## WORK INSTRUCTIONS:
Below are some entries. Count the lines where "unwrap" appears and state only that number.

[Start of Attachment]

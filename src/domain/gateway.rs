use {
    super::BoxFuture,
    super::customer::Customer,
    super::error::BookingError,
    super::id::TransactionId,
    super::money::{Money, MoneyAmount},
    uuid::Uuid,
};

/// What the orchestrator asks the gateway to authorize.
#[derive(Debug, Clone)]
pub struct IntentRequest {
    pub amount: Money,
    pub customer_ref: String,
    pub booking_id: Uuid,
    pub event_id: Uuid,
    pub reference: String,
}

/// Gateway response to an intent request.
#[derive(Debug, Clone)]
pub struct CreatedIntent {
    pub transaction_id: TransactionId,
    /// Handed to the buyer's client to complete payment out-of-band.
    pub client_secret: String,
}

/// External payment processor. Every call is I/O with its own timeout at
/// the implementation; callers treat an `Err` as terminal for the attempt.
pub trait PaymentGateway: Send + Sync {
    fn resolve_customer<'a>(
        &'a self,
        customer: &'a Customer,
    ) -> BoxFuture<'a, Result<String, BookingError>>;

    fn create_payment_intent<'a>(
        &'a self,
        request: &'a IntentRequest,
    ) -> BoxFuture<'a, Result<CreatedIntent, BookingError>>;

    /// `true` only when the provider reports the transaction as succeeded.
    fn verify_succeeded<'a>(
        &'a self,
        transaction_id: &'a TransactionId,
    ) -> BoxFuture<'a, Result<bool, BookingError>>;

    /// Full refund when `amount` is `None`.
    fn refund<'a>(
        &'a self,
        transaction_id: &'a TransactionId,
        amount: Option<MoneyAmount>,
    ) -> BoxFuture<'a, Result<bool, BookingError>>;
}
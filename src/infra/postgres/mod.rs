pub mod audit_repo;
pub mod booking_repo;
pub mod catalog_repo;
pub mod customer_repo;
pub mod payment_repo;

use {
    crate::domain::{
        booking::{BookingDetails, NewReservation},
        catalog::{Event, TierStock},
        customer::{Customer, LoyaltyAccount},
        discount::Discount,
        id::DiscountCode,
        loyalty::LoyaltyAward,
        payment::Payment,
        store::{BookingStore, ConfirmTransition, ReleasedReservation, StoreFuture},
    },
    chrono::{DateTime, Utc},
    sqlx::PgPool,
    uuid::Uuid,
};

/// `BookingStore` backed by Postgres. Each mutating call is one transaction.
#[derive(Clone)]
pub struct PgStore {
    pool: PgPool,
}

impl PgStore {
    pub fn new(pool: PgPool) -> Self {
        Self { pool }
    }

    pub fn pool(&self) -> &PgPool {
        &self.pool
    }
}

impl BookingStore for PgStore {
    fn get_event(&self, event_id: Uuid) -> StoreFuture<'_, Option<Event>> {
        Box::pin(catalog_repo::get_event(&self.pool, event_id))
    }

    fn tier_stock(&self, event_id: Uuid) -> StoreFuture<'_, Vec<TierStock>> {
        Box::pin(catalog_repo::tier_stock(&self.pool, event_id))
    }

    fn tier_availability(&self, tier_id: Uuid) -> StoreFuture<'_, Option<i64>> {
        Box::pin(catalog_repo::tier_availability(&self.pool, tier_id))
    }

    fn find_discount<'a>(&'a self, code: &'a DiscountCode) -> StoreFuture<'a, Option<Discount>> {
        Box::pin(catalog_repo::find_discount(&self.pool, code))
    }

    fn get_customer(&self, customer_id: Uuid) -> StoreFuture<'_, Option<Customer>> {
        Box::pin(customer_repo::get_customer(&self.pool, customer_id))
    }

    fn set_payment_customer_ref<'a>(
        &'a self,
        customer_id: Uuid,
        customer_ref: &'a str,
    ) -> StoreFuture<'a, ()> {
        Box::pin(customer_repo::set_payment_customer_ref(
            &self.pool,
            customer_id,
            customer_ref,
        ))
    }

    fn reserve<'a>(&'a self, reservation: &'a NewReservation) -> StoreFuture<'a, ()> {
        Box::pin(booking_repo::reserve(&self.pool, reservation))
    }

    fn attach_payment<'a>(&'a self, payment: &'a Payment) -> StoreFuture<'a, ()> {
        Box::pin(payment_repo::insert(&self.pool, payment))
    }

    fn release_reservation<'a>(
        &'a self,
        booking_id: Uuid,
        actor: &'a str,
    ) -> StoreFuture<'a, Option<ReleasedReservation>> {
        Box::pin(booking_repo::release_reservation(&self.pool, booking_id, actor))
    }

    fn load_booking(&self, booking_id: Uuid) -> StoreFuture<'_, Option<BookingDetails>> {
        Box::pin(booking_repo::load_booking(&self.pool, booking_id))
    }

    fn confirm<'a>(
        &'a self,
        booking_id: Uuid,
        award: &'a LoyaltyAward,
        now: DateTime<Utc>,
    ) -> StoreFuture<'a, ConfirmTransition> {
        Box::pin(booking_repo::confirm(&self.pool, booking_id, award, now))
    }

    fn record_ticket_code<'a>(
        &'a self,
        ticket_id: Uuid,
        storage_ref: &'a str,
    ) -> StoreFuture<'a, bool> {
        Box::pin(booking_repo::record_ticket_code(&self.pool, ticket_id, storage_ref))
    }

    fn cancel(&self, booking_id: Uuid, now: DateTime<Utc>) -> StoreFuture<'_, bool> {
        Box::pin(booking_repo::cancel(&self.pool, booking_id, now))
    }

    fn mark_payment_refunded(&self, booking_id: Uuid) -> StoreFuture<'_, bool> {
        Box::pin(payment_repo::mark_refunded(&self.pool, booking_id))
    }

    fn expire_stale(
        &self,
        now: DateTime<Utc>,
        limit: i64,
    ) -> StoreFuture<'_, Vec<ReleasedReservation>> {
        Box::pin(booking_repo::expire_stale(&self.pool, now, limit))
    }

    fn loyalty_account(&self, customer_id: Uuid) -> StoreFuture<'_, Option<LoyaltyAccount>> {
        Box::pin(customer_repo::loyalty_account(&self.pool, customer_id))
    }
}
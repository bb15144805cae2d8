use {
    crate::domain::{
        BoxFuture,
        customer::Customer,
        error::BookingError,
        gateway::{CreatedIntent, IntentRequest, PaymentGateway},
        id::TransactionId,
        money::{Currency, MoneyAmount},
    },
    std::collections::HashMap,
};

/// `PaymentGateway` over the Stripe API: customers, PaymentIntents, refunds.
pub struct StripeGateway {
    client: stripe::Client,
}

impl StripeGateway {
    pub fn new(secret_key: &str) -> Self {
        Self {
            client: stripe::Client::new(secret_key),
        }
    }
}

fn api_error(e: stripe::StripeError) -> BookingError {
    BookingError::Gateway(format!("Stripe API: {e}"))
}

fn payment_intent_id(id: &TransactionId) -> Result<stripe::PaymentIntentId, BookingError> {
    id.as_str()
        .parse::<stripe::PaymentIntentId>()
        .map_err(|e| BookingError::Gateway(format!("invalid PaymentIntent id: {e}")))
}

impl PaymentGateway for StripeGateway {
    fn resolve_customer<'a>(
        &'a self,
        customer: &'a Customer,
    ) -> BoxFuture<'a, Result<String, BookingError>> {
        Box::pin(async move {
            let params = stripe::CreateCustomer {
                email: Some(customer.email.as_str()),
                name: Some(customer.name.as_str()),
                ..Default::default()
            };
            let created = stripe::Customer::create(&self.client, params)
                .await
                .map_err(api_error)?;
            tracing::info!(customer_id = %customer.id, stripe_customer = %created.id, "stripe customer created");
            Ok(created.id.to_string())
        })
    }

    fn create_payment_intent<'a>(
        &'a self,
        request: &'a IntentRequest,
    ) -> BoxFuture<'a, Result<CreatedIntent, BookingError>> {
        Box::pin(async move {
            let customer = request
                .customer_ref
                .parse::<stripe::CustomerId>()
                .map_err(|e| BookingError::Gateway(format!("invalid Customer id: {e}")))?;

            let metadata = HashMap::from([
                ("booking_id".to_string(), request.booking_id.to_string()),
                ("event_id".to_string(), request.event_id.to_string()),
                ("reference".to_string(), request.reference.clone()),
            ]);

            let mut params = stripe::CreatePaymentIntent::new(
                request.amount.amount().cents(),
                to_stripe_currency(request.amount.currency()),
            );
            params.customer = Some(customer);
            params.metadata = Some(metadata);

            let pi = stripe::PaymentIntent::create(&self.client, params)
                .await
                .map_err(api_error)?;
            let client_secret = pi.client_secret.ok_or_else(|| {
                BookingError::Gateway(format!("PaymentIntent {} has no client secret", pi.id))
            })?;

            Ok(CreatedIntent {
                transaction_id: TransactionId::new(pi.id.to_string())?,
                client_secret,
            })
        })
    }

    fn verify_succeeded<'a>(
        &'a self,
        transaction_id: &'a TransactionId,
    ) -> BoxFuture<'a, Result<bool, BookingError>> {
        Box::pin(async move {
            let pi_id = payment_intent_id(transaction_id)?;
            let pi = stripe::PaymentIntent::retrieve(&self.client, &pi_id, &[])
                .await
                .map_err(api_error)?;
            if let Err(e) = convert_currency(pi.currency) {
                tracing::warn!(transaction_id = %transaction_id, error = %e, "unexpected currency on intent");
            }
            Ok(pi.status == stripe::PaymentIntentStatus::Succeeded)
        })
    }

    fn refund<'a>(
        &'a self,
        transaction_id: &'a TransactionId,
        amount: Option<MoneyAmount>,
    ) -> BoxFuture<'a, Result<bool, BookingError>> {
        Box::pin(async move {
            let mut params = stripe::CreateRefund::new();
            params.payment_intent = Some(payment_intent_id(transaction_id)?);
            params.amount = amount.map(|a| a.cents());

            let refund = stripe::Refund::create(&self.client, params)
                .await
                .map_err(api_error)?;
            Ok(refund_accepted(refund.status.as_deref()))
        })
    }
}

// ── Conversion helpers ──────────────────────────────────────────────────────

pub fn to_stripe_currency(c: Currency) -> stripe::Currency {
    match c {
        Currency::Usd => stripe::Currency::USD,
        Currency::Eur => stripe::Currency::EUR,
        Currency::Gbp => stripe::Currency::GBP,
        Currency::Jpy => stripe::Currency::JPY,
    }
}

pub fn convert_currency(c: stripe::Currency) -> Result<Currency, BookingError> {
    match c {
        stripe::Currency::USD => Ok(Currency::Usd),
        stripe::Currency::EUR => Ok(Currency::Eur),
        stripe::Currency::GBP => Ok(Currency::Gbp),
        stripe::Currency::JPY => Ok(Currency::Jpy),
        other => Err(BookingError::Validation(format!(
            "unsupported currency: {other:?}"
        ))),
    }
}

/// Pending refunds settle asynchronously; only an explicit failure is a decline.
pub fn refund_accepted(status: Option<&str>) -> bool {
    !matches!(status, Some("failed") | Some("canceled"))
}
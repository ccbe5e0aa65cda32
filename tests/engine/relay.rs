//! NPC-to-NPC relay tests

use std::cell::Cell;

use ndl_engine::resolve::NO_RESPONSE;
use ndl_engine::{Registry, Resolver, ResolverConfig};
use ndl_foundation::{Error, InteractionRule, Npc, Result};
use proptest::prelude::*;

fn offline(_: &str, _: f32) -> Result<String> {
    Err(Error::generator("offline"))
}

fn registry(script: &str) -> Registry {
    let (registry, diagnostics) = Registry::from_script(script);
    assert!(diagnostics.is_empty(), "{diagnostics:?}");
    registry
}

#[test]
fn missing_target_is_reported_in_text() {
    let resolver = Resolver::new(
        registry(r#"npc "A" { dialogue { with "Ghost" on "boo" "Ghost, come out!" -> summon } }"#),
        offline,
    );
    let response = resolver.resolve("A", "boo", false).unwrap().unwrap();
    assert_eq!(response.text, "Ghost, come out! (but Ghost isn't here)");
    assert!(response.text.contains("isn't here"));
    assert_eq!(response.action.as_deref(), Some("summon"));
}

#[test]
fn target_is_named_as_registered() {
    let resolver = Resolver::new(
        registry(
            r#"npc "A" { dialogue { with "bram" on "hi" "hi" -> x } }
               npc "Bram" { dialogue { fallback { ai "p" } } }"#,
        ),
        |_: &str, _: f32| -> Result<String> { Ok("Hm.".to_string()) },
    );
    let response = resolver.resolve("A", "hi", false).unwrap().unwrap();
    assert_eq!(response.text, "hi (to Bram: Hm.)");
}

#[test]
fn silent_target() {
    let resolver = Resolver::new(
        registry(r#"npc "A" { dialogue { with "B" on "hi" "B?" -> ask } } npc "B" { }"#),
        offline,
    );
    let response = resolver.resolve("A", "hi", false).unwrap().unwrap();
    assert_eq!(response.text, format!("B? (to B: {NO_RESPONSE})"));
}

#[test]
fn self_targeting_interaction_terminates() {
    let resolver = Resolver::new(
        registry(r#"npc "Narcissus" { dialogue { with "Narcissus" on "mirror" "mirror, mirror" -> gaze } }"#),
        offline,
    );
    let response = resolver.resolve("Narcissus", "mirror", false).unwrap().unwrap();
    assert!(response.text.ends_with("Narcissus is too caught up in conversation to respond.))"));
    assert_eq!(response.text.matches("(to Narcissus:").count(), 2);
    assert_eq!(response.action.as_deref(), Some("gaze"));
}

#[test]
fn mutual_interactions_stop_at_the_limit() {
    let script = r#"
        npc "Ping" { dialogue { with "Pong" on "ball" "ball to Pong" -> hit } }
        npc "Pong" { dialogue { with "Ping" on "ball" "ball to Ping" -> hit } }
    "#;
    for depth in 0..4u32 {
        let resolver = Resolver::new(registry(script), offline)
            .with_config(ResolverConfig::default().with_max_relay_depth(depth));
        let response = resolver.resolve("Ping", "ball", false).unwrap().unwrap();
        let hops = response.text.matches("(to ").count();
        assert_eq!(hops, depth as usize + 1, "{}", response.text);
        assert!(response.text.contains("too caught up"));
    }
}

#[test]
fn relay_hops_never_exceed_the_limit() {
    let calls = Cell::new(0);
    let counting = |_: &str, _: f32| -> Result<String> {
        calls.set(calls.get() + 1);
        Ok("done".to_string())
    };
    let resolver = Resolver::new(
        registry(
            r#"
            npc "A" { dialogue { with "B" on "go" "go" -> x } }
            npc "B" { dialogue { with "C" on "go" "go" -> x } }
            npc "C" { dialogue { fallback { ai "end" } } }
            "#,
        ),
        counting,
    );

    let response = resolver.resolve("A", "go", false).unwrap().unwrap();
    assert_eq!(response.text, "go (to B: go (to C: C is too caught up in conversation to respond.))");
    assert_eq!(calls.get(), 0);
}

fn ring() -> impl Strategy<Value = Vec<Npc>> {
    (1usize..6, prop::collection::vec((0usize..6, "[a-c]"), 1..12)).prop_map(|(count, edges)| {
        let mut npcs: Vec<Npc> = (0..count).map(|i| Npc::new(format!("N{i}"))).collect();
        for (i, (to, event)) in edges.into_iter().enumerate() {
            let target = format!("N{}", to % (count + 1));
            npcs[i % count] = npcs[i % count].clone().with_interaction(InteractionRule::new(
                target,
                event.clone(),
                event,
                "relay",
            ));
        }
        npcs
    })
}

proptest! {
    #[test]
    fn arbitrary_relay_graphs_terminate(npcs in ring(), depth in 0u32..4, utterance in "[a-c]{1,3}") {
        let names: Vec<String> = npcs.iter().map(|n| n.name.clone()).collect();
        let resolver = Resolver::new(npcs.into_iter().collect(), offline)
            .with_config(ResolverConfig::default().with_max_relay_depth(depth));

        for name in &names {
            let response = resolver.resolve(name, &utterance, false).unwrap();
            if let Some(response) = response {
                prop_assert!(response.text.matches("(to ").count() <= depth as usize + 1);
            }
        }
    }
}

[End of Attachment]

## TASK RESPONSE:
7